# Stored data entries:
##############################
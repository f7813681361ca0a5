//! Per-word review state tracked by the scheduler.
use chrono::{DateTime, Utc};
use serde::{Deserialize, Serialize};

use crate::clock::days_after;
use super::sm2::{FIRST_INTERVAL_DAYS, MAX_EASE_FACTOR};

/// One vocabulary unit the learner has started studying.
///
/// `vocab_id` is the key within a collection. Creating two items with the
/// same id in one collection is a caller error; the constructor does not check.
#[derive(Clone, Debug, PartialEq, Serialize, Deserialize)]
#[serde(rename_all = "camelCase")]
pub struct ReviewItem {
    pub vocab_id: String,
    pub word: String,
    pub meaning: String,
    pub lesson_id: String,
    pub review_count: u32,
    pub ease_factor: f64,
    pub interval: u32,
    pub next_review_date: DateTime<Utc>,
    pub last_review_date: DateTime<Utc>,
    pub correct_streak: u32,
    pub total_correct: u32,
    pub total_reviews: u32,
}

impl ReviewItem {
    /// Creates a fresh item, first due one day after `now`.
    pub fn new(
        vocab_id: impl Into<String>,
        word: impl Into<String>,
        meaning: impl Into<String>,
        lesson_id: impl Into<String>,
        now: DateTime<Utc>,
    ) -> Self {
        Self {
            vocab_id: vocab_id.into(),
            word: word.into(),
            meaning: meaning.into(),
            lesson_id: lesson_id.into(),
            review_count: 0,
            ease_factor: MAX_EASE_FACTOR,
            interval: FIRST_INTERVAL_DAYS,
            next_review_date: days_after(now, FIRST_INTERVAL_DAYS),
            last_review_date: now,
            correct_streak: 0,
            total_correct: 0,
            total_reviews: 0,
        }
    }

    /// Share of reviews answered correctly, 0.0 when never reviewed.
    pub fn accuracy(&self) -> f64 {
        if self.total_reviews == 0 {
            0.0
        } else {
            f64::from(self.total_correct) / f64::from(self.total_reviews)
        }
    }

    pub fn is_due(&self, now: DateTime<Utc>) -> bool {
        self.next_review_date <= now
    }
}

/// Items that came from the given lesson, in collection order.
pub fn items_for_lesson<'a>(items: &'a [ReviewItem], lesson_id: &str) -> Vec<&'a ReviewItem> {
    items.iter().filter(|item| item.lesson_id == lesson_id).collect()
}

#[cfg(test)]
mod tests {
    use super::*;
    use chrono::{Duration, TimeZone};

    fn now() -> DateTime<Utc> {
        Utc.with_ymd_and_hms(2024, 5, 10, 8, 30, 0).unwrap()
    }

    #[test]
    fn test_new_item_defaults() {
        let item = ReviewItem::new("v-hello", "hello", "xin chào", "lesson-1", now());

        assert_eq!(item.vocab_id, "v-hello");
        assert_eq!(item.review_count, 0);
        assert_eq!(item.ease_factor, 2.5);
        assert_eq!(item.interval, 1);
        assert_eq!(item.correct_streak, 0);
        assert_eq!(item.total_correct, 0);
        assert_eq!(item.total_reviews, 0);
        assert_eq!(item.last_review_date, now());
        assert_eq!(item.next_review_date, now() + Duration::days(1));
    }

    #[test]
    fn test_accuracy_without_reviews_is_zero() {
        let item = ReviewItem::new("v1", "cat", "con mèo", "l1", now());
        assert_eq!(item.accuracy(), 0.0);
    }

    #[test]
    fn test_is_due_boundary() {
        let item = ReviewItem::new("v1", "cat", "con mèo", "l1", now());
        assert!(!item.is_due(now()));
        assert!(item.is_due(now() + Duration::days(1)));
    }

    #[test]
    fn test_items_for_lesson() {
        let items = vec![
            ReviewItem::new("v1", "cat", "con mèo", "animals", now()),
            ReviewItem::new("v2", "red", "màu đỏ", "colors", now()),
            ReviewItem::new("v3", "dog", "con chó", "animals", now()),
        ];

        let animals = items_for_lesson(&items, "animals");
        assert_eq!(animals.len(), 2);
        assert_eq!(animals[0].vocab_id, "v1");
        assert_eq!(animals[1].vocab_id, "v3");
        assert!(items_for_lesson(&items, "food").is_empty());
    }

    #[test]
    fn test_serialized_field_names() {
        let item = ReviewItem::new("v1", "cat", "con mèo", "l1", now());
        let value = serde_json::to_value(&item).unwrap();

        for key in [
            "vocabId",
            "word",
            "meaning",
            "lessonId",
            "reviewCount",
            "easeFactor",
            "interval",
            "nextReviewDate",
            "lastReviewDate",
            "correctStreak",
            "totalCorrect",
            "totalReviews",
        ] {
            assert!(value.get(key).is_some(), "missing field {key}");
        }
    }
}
##############################
# WORK ORDER:
Look through the entries above and say how many lines hold the word "animals", giving the number alone.

# RESPONSE TO THE EXERCISE:
6